### PROBLEM TO WORK ON
Where the string "None" occurs in a line of the entries below, copy that line.

Records from a collection
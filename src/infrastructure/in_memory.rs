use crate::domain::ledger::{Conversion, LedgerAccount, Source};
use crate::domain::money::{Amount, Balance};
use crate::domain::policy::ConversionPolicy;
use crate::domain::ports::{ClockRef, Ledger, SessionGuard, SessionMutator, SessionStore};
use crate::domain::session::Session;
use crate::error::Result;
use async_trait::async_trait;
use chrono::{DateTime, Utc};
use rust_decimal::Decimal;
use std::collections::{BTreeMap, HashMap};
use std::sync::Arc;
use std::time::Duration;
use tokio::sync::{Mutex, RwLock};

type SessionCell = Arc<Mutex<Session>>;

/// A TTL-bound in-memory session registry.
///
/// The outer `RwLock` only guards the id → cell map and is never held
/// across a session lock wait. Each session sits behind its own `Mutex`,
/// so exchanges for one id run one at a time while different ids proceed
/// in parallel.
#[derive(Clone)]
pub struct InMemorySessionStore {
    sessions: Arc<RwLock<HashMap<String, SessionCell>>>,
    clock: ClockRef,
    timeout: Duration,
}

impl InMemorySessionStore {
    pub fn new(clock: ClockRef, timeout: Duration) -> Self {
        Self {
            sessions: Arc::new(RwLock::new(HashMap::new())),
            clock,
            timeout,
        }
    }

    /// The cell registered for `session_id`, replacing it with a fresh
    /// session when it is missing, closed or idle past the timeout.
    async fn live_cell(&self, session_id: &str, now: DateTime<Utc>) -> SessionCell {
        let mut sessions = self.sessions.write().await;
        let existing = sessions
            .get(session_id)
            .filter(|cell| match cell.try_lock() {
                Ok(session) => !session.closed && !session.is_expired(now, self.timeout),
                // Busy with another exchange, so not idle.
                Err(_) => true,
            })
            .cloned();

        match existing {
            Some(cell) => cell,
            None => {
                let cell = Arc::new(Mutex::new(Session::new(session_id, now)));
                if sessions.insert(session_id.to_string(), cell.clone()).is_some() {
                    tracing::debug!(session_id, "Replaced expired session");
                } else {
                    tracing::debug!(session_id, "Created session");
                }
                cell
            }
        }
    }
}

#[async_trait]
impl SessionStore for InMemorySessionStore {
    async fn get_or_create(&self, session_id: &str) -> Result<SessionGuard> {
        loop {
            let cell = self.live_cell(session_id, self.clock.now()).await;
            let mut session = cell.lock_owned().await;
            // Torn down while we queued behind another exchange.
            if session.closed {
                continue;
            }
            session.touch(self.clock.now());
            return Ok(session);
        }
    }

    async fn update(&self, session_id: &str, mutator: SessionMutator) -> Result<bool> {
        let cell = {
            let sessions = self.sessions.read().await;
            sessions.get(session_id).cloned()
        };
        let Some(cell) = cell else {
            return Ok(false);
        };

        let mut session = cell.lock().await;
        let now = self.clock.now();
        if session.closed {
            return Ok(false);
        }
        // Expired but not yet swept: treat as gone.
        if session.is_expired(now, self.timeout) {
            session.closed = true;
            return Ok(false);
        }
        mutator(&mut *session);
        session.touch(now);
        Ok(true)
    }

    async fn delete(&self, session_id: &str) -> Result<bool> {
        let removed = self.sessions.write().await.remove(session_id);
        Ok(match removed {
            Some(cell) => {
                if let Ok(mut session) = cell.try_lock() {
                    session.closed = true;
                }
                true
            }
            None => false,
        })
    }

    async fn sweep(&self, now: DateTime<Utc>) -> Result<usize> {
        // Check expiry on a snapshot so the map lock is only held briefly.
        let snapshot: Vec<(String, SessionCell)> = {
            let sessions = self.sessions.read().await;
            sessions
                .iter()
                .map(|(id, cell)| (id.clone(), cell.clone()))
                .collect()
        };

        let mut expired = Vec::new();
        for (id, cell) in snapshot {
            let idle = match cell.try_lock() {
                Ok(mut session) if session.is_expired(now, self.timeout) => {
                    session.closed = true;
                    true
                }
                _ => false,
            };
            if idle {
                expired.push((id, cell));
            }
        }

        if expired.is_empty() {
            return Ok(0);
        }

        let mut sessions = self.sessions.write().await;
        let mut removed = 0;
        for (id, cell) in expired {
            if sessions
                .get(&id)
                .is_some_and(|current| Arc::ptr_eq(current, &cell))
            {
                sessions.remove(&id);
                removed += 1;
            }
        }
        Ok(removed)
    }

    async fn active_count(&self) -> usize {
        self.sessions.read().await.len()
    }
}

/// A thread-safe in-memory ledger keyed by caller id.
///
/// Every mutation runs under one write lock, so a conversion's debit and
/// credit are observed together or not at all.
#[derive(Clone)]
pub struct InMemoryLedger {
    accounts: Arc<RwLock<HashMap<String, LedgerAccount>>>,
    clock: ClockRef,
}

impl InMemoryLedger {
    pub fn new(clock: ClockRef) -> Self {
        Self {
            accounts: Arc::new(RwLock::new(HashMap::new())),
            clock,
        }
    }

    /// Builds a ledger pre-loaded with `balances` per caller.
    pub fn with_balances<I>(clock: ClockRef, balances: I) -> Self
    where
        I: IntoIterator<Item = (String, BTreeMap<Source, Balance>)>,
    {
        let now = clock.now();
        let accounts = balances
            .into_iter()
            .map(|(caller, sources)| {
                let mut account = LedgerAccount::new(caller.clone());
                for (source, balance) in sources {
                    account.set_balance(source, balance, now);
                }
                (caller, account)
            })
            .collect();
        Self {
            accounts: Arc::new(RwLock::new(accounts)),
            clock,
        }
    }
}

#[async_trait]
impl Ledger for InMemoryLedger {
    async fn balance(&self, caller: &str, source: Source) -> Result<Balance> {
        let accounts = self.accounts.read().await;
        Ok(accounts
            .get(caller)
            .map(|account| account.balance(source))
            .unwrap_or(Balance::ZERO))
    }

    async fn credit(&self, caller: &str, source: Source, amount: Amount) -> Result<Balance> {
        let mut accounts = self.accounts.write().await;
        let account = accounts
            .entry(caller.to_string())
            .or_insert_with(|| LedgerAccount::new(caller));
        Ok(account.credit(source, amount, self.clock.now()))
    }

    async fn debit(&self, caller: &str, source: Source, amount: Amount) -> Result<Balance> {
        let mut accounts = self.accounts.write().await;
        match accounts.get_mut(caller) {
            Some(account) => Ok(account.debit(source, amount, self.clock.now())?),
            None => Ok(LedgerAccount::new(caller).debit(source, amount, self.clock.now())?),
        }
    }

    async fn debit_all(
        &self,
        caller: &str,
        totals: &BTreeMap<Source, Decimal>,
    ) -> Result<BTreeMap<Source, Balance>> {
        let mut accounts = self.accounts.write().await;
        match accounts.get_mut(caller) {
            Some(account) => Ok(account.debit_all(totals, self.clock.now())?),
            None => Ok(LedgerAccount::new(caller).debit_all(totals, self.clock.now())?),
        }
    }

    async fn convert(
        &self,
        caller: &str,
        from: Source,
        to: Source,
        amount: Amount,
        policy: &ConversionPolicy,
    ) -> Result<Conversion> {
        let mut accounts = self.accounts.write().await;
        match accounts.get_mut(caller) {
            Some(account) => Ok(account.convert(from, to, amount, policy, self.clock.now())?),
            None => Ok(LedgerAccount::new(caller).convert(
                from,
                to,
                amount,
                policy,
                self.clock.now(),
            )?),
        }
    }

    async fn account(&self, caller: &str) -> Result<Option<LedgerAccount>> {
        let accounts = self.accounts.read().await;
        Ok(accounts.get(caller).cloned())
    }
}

### SOLVED EXERCISE
            None => {
            None => false,
            None => Ok(LedgerAccount::new(caller).debit(source, amount, self.clock.now())?),
            None => Ok(LedgerAccount::new(caller).debit_all(totals, self.clock.now())?),
            None => Ok(LedgerAccount::new(caller).convert(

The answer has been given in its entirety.